Things are going great with Kim. She's been so incredibly supportive and loving through everything and I'm sort of in awe of how far we've come in such a short time. We have such a healthy and emotionally open relationship that feels almost too good to be true. Which I'm going to hope it isn't. My initial impression of her was way off, and I think the most pleasing surprise was finding out that her sense of humor can be just as sick as ours. Also, I'm not a virgin anymore, and yes, I did say, "It's clobbering time," but I'm afraid I forgot to say, "Shazam!"

Those are sort of the basics of what's been happening lately. I'll be forcing myself to use the site and Facebook more often, but as for Skype, I suck at the timing, so if you want to schedule times we can talk, I'm totally down.

Oh, and don't worry about your writing. I wish I had as much ability as BJ. That fucker has us all beat.

<3 <3 <3
Bryan said…
I don't have a camera for skype :(


Hey Lucio, do you now understand how dumb it is to be the "I'm the one who's destined to be alone" guy?
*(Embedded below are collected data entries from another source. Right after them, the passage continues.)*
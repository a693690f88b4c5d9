use std::collections::{HashMap, HashSet};

use crate::ir::{NodeKind, WorkflowGraph};

/// Assigns every node to a column.
///
/// Workflows with at most one step use the fixed `[inputs] [steps] [outputs]`
/// arrangement. Larger graphs are levelled with Kahn's algorithm over the
/// connection edges; when only cyclic nodes remain they all land in the
/// current level so the loop always terminates.
pub fn compute_levels(graph: &WorkflowGraph) -> Vec<Vec<String>> {
    let nodes = graph.nodes();
    if graph.steps.len() <= 1 {
        return simple_levels(&nodes);
    }

    let kinds: HashMap<&str, NodeKind> = nodes.iter().copied().collect();
    let mut in_degree: HashMap<&str, usize> = nodes.iter().map(|(id, _)| (*id, 0)).collect();
    let mut successors: HashMap<&str, Vec<&str>> = HashMap::new();
    for conn in &graph.connections {
        if !kinds.contains_key(conn.from.id.as_str()) {
            continue;
        }
        if let Some(degree) = in_degree.get_mut(conn.to.id.as_str()) {
            *degree += 1;
            successors
                .entry(conn.from.id.as_str())
                .or_default()
                .push(conn.to.id.as_str());
        }
    }

    let mut levels: Vec<Vec<String>> = Vec::new();
    let mut processed: HashSet<&str> = HashSet::with_capacity(nodes.len());
    while processed.len() < nodes.len() {
        let mut current: Vec<(&str, NodeKind)> = nodes
            .iter()
            .filter(|(id, _)| !processed.contains(id) && in_degree.get(id) == Some(&0))
            .copied()
            .collect();
        if current.is_empty() {
            current = nodes
                .iter()
                .filter(|(id, _)| !processed.contains(id))
                .copied()
                .collect();
        }
        current.sort_by_key(|(_, kind)| *kind);

        for (id, _) in &current {
            processed.insert(*id);
            for next in successors.get(id).into_iter().flatten() {
                if let Some(degree) = in_degree.get_mut(next) {
                    *degree = degree.saturating_sub(1);
                }
            }
        }
        levels.push(current.into_iter().map(|(id, _)| id.to_string()).collect());
    }
    levels
}

fn simple_levels(nodes: &[(&str, NodeKind)]) -> Vec<Vec<String>> {
    [NodeKind::Input, NodeKind::Step, NodeKind::Output]
        .into_iter()
        .map(|kind| {
            nodes
                .iter()
                .filter(|(_, k)| *k == kind)
                .map(|(id, _)| id.to_string())
                .collect::<Vec<_>>()
        })
        .filter(|level| !level.is_empty())
        .collect()
}

#[cfg(test)]
mod tests {
    use super::*;
    use crate::parser::build_from_value;
    use serde_json::json;

    fn level_index(levels: &[Vec<String>], id: &str) -> usize {
        levels
            .iter()
            .position(|level| level.iter().any(|n| n == id))
            .unwrap_or_else(|| panic!("{id} not levelled"))
    }

    #[test]
    fn single_step_uses_three_columns() {
        let graph = build_from_value(&json!({
            "class": "CommandLineTool",
            "id": "cat",
            "inputs": {"a": "File", "b": "File"},
            "outputs": {"out": "File"}
        }))
        .unwrap();
        let levels = compute_levels(&graph);
        assert_eq!(
            levels,
            vec![
                vec!["a".to_string(), "b".to_string()],
                vec!["cat".to_string()],
                vec!["out".to_string()],
            ]
        );
    }

    #[test]
    fn empty_columns_are_omitted() {
        let graph = build_from_value(&json!({
            "class": "Workflow",
            "inputs": {},
            "steps": {"only": {"in": {}, "out": []}},
            "outputs": {}
        }))
        .unwrap();
        assert_eq!(compute_levels(&graph), vec![vec!["only".to_string()]]);
    }

    #[test]
    fn acyclic_edges_point_forward() {
        let graph = build_from_value(&json!({
            "class": "Workflow",
            "inputs": {"x": "File", "y": "int"},
            "steps": {
                "a": {"in": {"x": "x"}, "out": ["o"]},
                "b": {"in": {"i": "a/o", "n": "y"}, "out": ["o"]},
                "c": {"in": {"i": "a/o", "j": "b/o"}, "out": ["o"]}
            },
            "outputs": {"r": {"outputSource": "c/o"}, "side": {"outputSource": "a/o"}}
        }))
        .unwrap();
        let levels = compute_levels(&graph);
        for conn in &graph.connections {
            assert!(level_index(&levels, &conn.from.id) < level_index(&levels, &conn.to.id));
        }
        assert_eq!(levels[0], vec!["x".to_string(), "y".to_string()]);
    }

    #[test]
    fn ties_sort_inputs_before_steps() {
        let graph = build_from_value(&json!({
            "class": "Workflow",
            "inputs": {"x": "File"},
            "steps": {
                "gen": {"in": {}, "out": ["o"]},
                "use": {"in": {"a": "gen/o", "b": "x"}, "out": []}
            },
            "outputs": {"lonely": {"type": "File"}}
        }))
        .unwrap();
        let levels = compute_levels(&graph);
        assert_eq!(
            levels[0],
            vec!["x".to_string(), "gen".to_string(), "lonely".to_string()]
        );
    }

    #[test]
    fn cycles_terminate_with_one_level_per_node() {
        let graph = build_from_value(&json!({
            "class": "Workflow",
            "inputs": {"seed": "int"},
            "steps": {
                "a": {"in": {"s": "seed", "back": "b/o"}, "out": ["o"]},
                "b": {"in": {"i": "a/o"}, "out": ["o"]}
            },
            "outputs": {"r": {"outputSource": "b/o"}}
        }))
        .unwrap();
        let levels = compute_levels(&graph);
        let mut seen: Vec<String> = levels.iter().flatten().cloned().collect();
        seen.sort();
        assert_eq!(seen, vec!["a", "b", "r", "seed"]);
    }
}
use crate::cwl_type::CwlType;
use crate::ir::{NodeKind, ProcessClass, WorkflowGraph};
use crate::ports::PortSide;

/// Glyph drawn in the middle of a node.
#[derive(Debug, Clone, Copy, PartialEq, Eq)]
pub enum NodeIcon {
    FileInput,
    TypeInput,
    FileOutput,
    TypeOutput,
    Workflow,
    Tool,
}

impl NodeIcon {
    pub fn for_node(graph: &WorkflowGraph, id: &str) -> Self {
        match graph.node_kind(id) {
            Some(NodeKind::Input) => match graph.inputs.get(id) {
                Some(input) if input.ty.is_file() => NodeIcon::FileInput,
                _ => NodeIcon::TypeInput,
            },
            Some(NodeKind::Output) => match graph.outputs.get(id) {
                Some(output) if output.ty.is_file() => NodeIcon::FileOutput,
                _ => NodeIcon::TypeOutput,
            },
            Some(NodeKind::Step) => match graph.steps.get(id).map(|s| s.run.class()) {
                Some(ProcessClass::Workflow) => NodeIcon::Workflow,
                _ => NodeIcon::Tool,
            },
            None => NodeIcon::Tool,
        }
    }

    pub fn title(self) -> &'static str {
        match self {
            NodeIcon::FileInput => "file_input",
            NodeIcon::TypeInput => "type_input",
            NodeIcon::FileOutput => "file_output",
            NodeIcon::TypeOutput => "type_output",
            NodeIcon::Workflow => "workflow",
            NodeIcon::Tool => "tool2",
        }
    }

    /// Self-contained `<svg>` element positioned around the node origin.
    pub fn svg(self, color: &str) -> String {
        let (view_box, x, y, w, h, body) = match self {
            NodeIcon::FileInput => (
                "0 0 499 462.86",
                -11,
                -10,
                20,
                20,
                r#"<path d="M386.06,0H175V58.29l50,50V50H337.81V163.38h25l86.19.24V412.86H225V353.71l-50,50v59.15H499V112.94Zm1.75,113.45v-41l41.1,41.1Z"/><polygon points="387.81 1.06 387.81 1.75 387.12 1.06 387.81 1.06"/><polygon points="290.36 231 176.68 344.68 141.32 309.32 194.64 256 0 256 0 206 194.64 206 141.32 152.68 176.68 117.32 290.36 231"/>"#,
            ),
            NodeIcon::TypeInput => (
                "0 0 499 365",
                -11,
                -10,
                20,
                20,
                r#"<path d="M316.5,68a181.72,181.72,0,0,0-114.12,40.09L238,143.72a132.5,132.5,0,1,1,1.16,214.39L203.48,393.8A182.5,182.5,0,1,0,316.5,68Z" transform="translate(0 -68)"/><polygon points="290.36 182 176.68 295.68 141.32 260.32 219.64 182 141.32 103.68 176.68 68.32 290.36 182"/>"#,
            ),
            NodeIcon::FileOutput => (
                "0 0 499 462.86",
                -7,
                -11,
                20,
                20,
                r#"<polygon points="387.81 1.06 387.81 1.75 387.12 1.06 387.81 1.06"/><polygon points="499 231 385.32 344.68 349.96 309.32 403.28 256 208.64 256 208.64 206 403.28 206 350.96 153.68 386.32 118.32 499 231"/><path d="M187.81,163.38l77.69.22H324V112.94L211.06,0H0V462.86H324V298.5H274V412.86H50V50H187.81Z"/>"#,
            ),
            NodeIcon::TypeOutput => (
                "0 0 500.36 365",
                -9,
                -10,
                20,
                20,
                r#"<path d="M291.95,325.23a134,134,0,0,1-15.76,19,132.5,132.5,0,1,1,0-187.38,133.9,133.9,0,0,1,16.16,19.55l35.81-35.81A182.5,182.5,0,1,0,327.73,361Z" transform="translate(0 -68)"/><polygon points="209.04 182 322.72 68.32 358.08 103.68 279.76 182 358.08 260.32 322.72 295.68 209.04 182"/>"#,
            ),
            NodeIcon::Workflow => (
                "0 0 400.01 399.88",
                -9,
                -10,
                20,
                20,
                r#"<path d="M400,200a80,80,0,0,1-140.33,52.53L158.23,303.24a80,80,0,1,1-17.9-35.77l101.44-50.71a80.23,80.23,0,0,1,0-33.52L140.33,132.53a79.87,79.87,0,1,1,17.9-35.77l101.44,50.71A80,80,0,0,1,400,200Z" transform="translate(0.01 -0.16)"/>"#,
            ),
            NodeIcon::Tool => (
                "0 0 398.39 397.78",
                -10,
                -8,
                20,
                15,
                r#"<polygon points="38.77 397.57 0 366 136.15 198.78 0 31.57 38.77 0 200.63 198.78 38.77 397.57"/><rect x="198.39" y="347.78" width="200" height="50"/>"#,
            ),
        };
        format!(
            r#"<svg class="node-icon" xmlns="http://www.w3.org/2000/svg" viewBox="{view_box}" x="{x}" y="{y}" width="{w}" height="{h}" fill="{color}"><title>{}</title>{body}</svg>"#,
            self.title()
        )
    }
}

/// Small type glyph shown inside hover labels, drawn in `color`.
pub fn port_type_icon(ty: &CwlType, side: PortSide, x: f32, y: f32, color: &str) -> String {
    let name = ty.to_string().to_ascii_lowercase();
    let has = |needle: &str| name.contains(needle);
    let (view_box, body) = if has("file") {
        match side {
            PortSide::Input => (
                "0 0 499 462.86",
                r#"<path d="M386.06,0H175V58.29l50,50V50H337.81V163.38h25l86.19.24V412.86H225V353.71l-50,50v59.15H499V112.94Zm1.75,113.45v-41l41.1,41.1Z" fill="currentColor"/><polygon points="290.36 231 176.68 344.68 141.32 309.32 194.64 256 0 256 0 206 194.64 206 141.32 152.68 176.68 118.32 290.36 231" fill="currentColor"/>"#,
            ),
            PortSide::Output => (
                "0 0 499 462.86",
                r#"<polygon points="499 231 385.32 344.68 349.96 309.32 403.28 256 208.64 256 208.64 206 403.28 206 350.96 153.68 386.32 118.32 499 231" fill="currentColor"/><path d="M187.81,163.38l77.69.22H324V112.94L211.06,0H0V462.86H324V298.5H274V412.86H50V50H161.06L187.81,76.75Z" fill="currentColor"/>"#,
            ),
        }
    } else if has("directory") {
        (
            "0 0 24 24",
            r#"<path d="M3 4h6l2 2h10v12H3V4z" fill="none" stroke="currentColor" stroke-width="1.5"/>"#,
        )
    } else if has("int") || has("float") || has("double") || has("long") {
        (
            "0 0 24 24",
            r##"<text x="12" y="16" text-anchor="middle" font-size="14" font-weight="bold" fill="currentColor">#</text>"##,
        )
    } else if has("boolean") {
        (
            "0 0 24 24",
            r#"<circle cx="12" cy="12" r="8" fill="none" stroke="currentColor" stroke-width="1.5"/><circle cx="12" cy="12" r="3" fill="currentColor"/>"#,
        )
    } else if has("string") || has("text") {
        (
            "0 0 24 24",
            r#"<path d="M3 7h18M3 12h18M3 17h12" stroke="currentColor" stroke-width="1.5" stroke-linecap="round"/>"#,
        )
    } else if has("array") || has("[]") {
        (
            "0 0 24 24",
            r#"<path d="M6 6h2v12H6M16 6h2v12h-2M10 9h4M10 12h4M10 15h4" stroke="currentColor" stroke-width="1.5" stroke-linecap="round"/>"#,
        )
    } else {
        (
            "0 0 24 24",
            r#"<circle cx="12" cy="12" r="8" fill="none" stroke="currentColor" stroke-width="1.5"/><text x="12" y="16" text-anchor="middle" font-size="10" fill="currentColor">?</text>"#,
        )
    };
    format!(
        r#"<svg class="port-type-icon" xmlns="http://www.w3.org/2000/svg" viewBox="{view_box}" x="{x:.2}" y="{y:.2}" width="12" height="12" color="{color}">{body}</svg>"#
    )
}

#[cfg(test)]
mod tests {
    use super::*;
    use crate::parser::build_from_value;
    use serde_json::json;

    #[test]
    fn icons_follow_node_kind_and_type() {
        let graph = build_from_value(&json!({
            "class": "Workflow",
            "inputs": {"reads": "File[]", "k": "int"},
            "steps": {
                "sub": {"run": "nested-workflow.cwl", "in": {"r": "reads"}, "out": ["o"]},
                "tool": {"run": "tool.cwl", "in": {"k": "k"}, "out": ["o"]}
            },
            "outputs": {
                "bam": {"type": "File", "outputSource": "sub/o"},
                "n": {"type": "int", "outputSource": "tool/o"}
            }
        }))
        .unwrap();
        assert_eq!(NodeIcon::for_node(&graph, "reads"), NodeIcon::FileInput);
        assert_eq!(NodeIcon::for_node(&graph, "k"), NodeIcon::TypeInput);
        assert_eq!(NodeIcon::for_node(&graph, "sub"), NodeIcon::Workflow);
        assert_eq!(NodeIcon::for_node(&graph, "tool"), NodeIcon::Tool);
        assert_eq!(NodeIcon::for_node(&graph, "bam"), NodeIcon::FileOutput);
        assert_eq!(NodeIcon::for_node(&graph, "n"), NodeIcon::TypeOutput);
        assert!(NodeIcon::Workflow.svg("#333").contains("<title>workflow</title>"));
    }

    #[test]
    fn port_icons_match_type_names() {
        let icon = |raw: &str| port_type_icon(&CwlType::parse(raw), PortSide::Input, 0.0, 0.0, "#fff");
        assert!(icon("File").contains("M386.06"));
        assert!(icon("Directory").contains("M3 4h6"));
        assert!(icon("long").contains(">#</text>"));
        assert!(icon("boolean").contains(r#"r="3""#));
        assert!(icon("string[]").contains("M3 7h18"));
        assert!(icon("Any").contains(">?</text>"));
        let out = port_type_icon(&CwlType::file(), PortSide::Output, 4.0, 5.0, "#fff");
        assert!(out.contains(r#"x="4.00" y="5.00""#));
        assert!(out.contains("M187.81"));
    }
}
Now you can start to understand how different the world is through that lens of companionship.
Lucio said…
I haven't believed the "I'm the one who's destined to be alone" thing for a long time now, but I still maintain that I didn't miss what I'd never had. I was in a space where it could or couldn't happen and I would be fine with either. I don't know how long that would have lasted, but I honestly felt all right with that at the time.

I didn't go out looking for Kim, she just sort of fell in my lap and I decided to do my part for once.

So I guess we both win?
Bryan said…
No, you're dumb, only I win!!!11
Anonymous said…
Alyssa: Not even i have forgotten about you.

Lucio: its really hard remembering "Shazam!" isn't it? but your my hero for saying "It's clobbering time"
Brian said…
Yeah, I feel you on a lot of those parts (minus Andrew...or maybe not?!?!?) I want to put everything into a post, so I'm just going to end it here.

Also: Lucio, whaaaaaaa? I'm really out of the loop, time to get my ass home :(
Bryan said…
Please tell me you were wearing those Hulk fists.
Brian said…
And the horse mask.
UCDBrizzle said…
hang in there i've been home sick abroad before and it pails in comparison to what you're going through.
Doug said…
I'm on skype now too (for Felicia...). skype name:dough8boy
Anonymous said…
BJ: You can use Skype just for messaging too. I use it mostly for that anyways. I just dont have AIM anymore nor do I care to want to download it. Does anyone use that shit anymore?

Lucio: OMEDETOU!!! I want to hear all the dirty details. lol
Bryan said…
Your AIM account logs on all the time.
Anonymous said…
That's me signing into GMAIL, not the actual program. And I don't use that for chat, it's just connected to it somehow.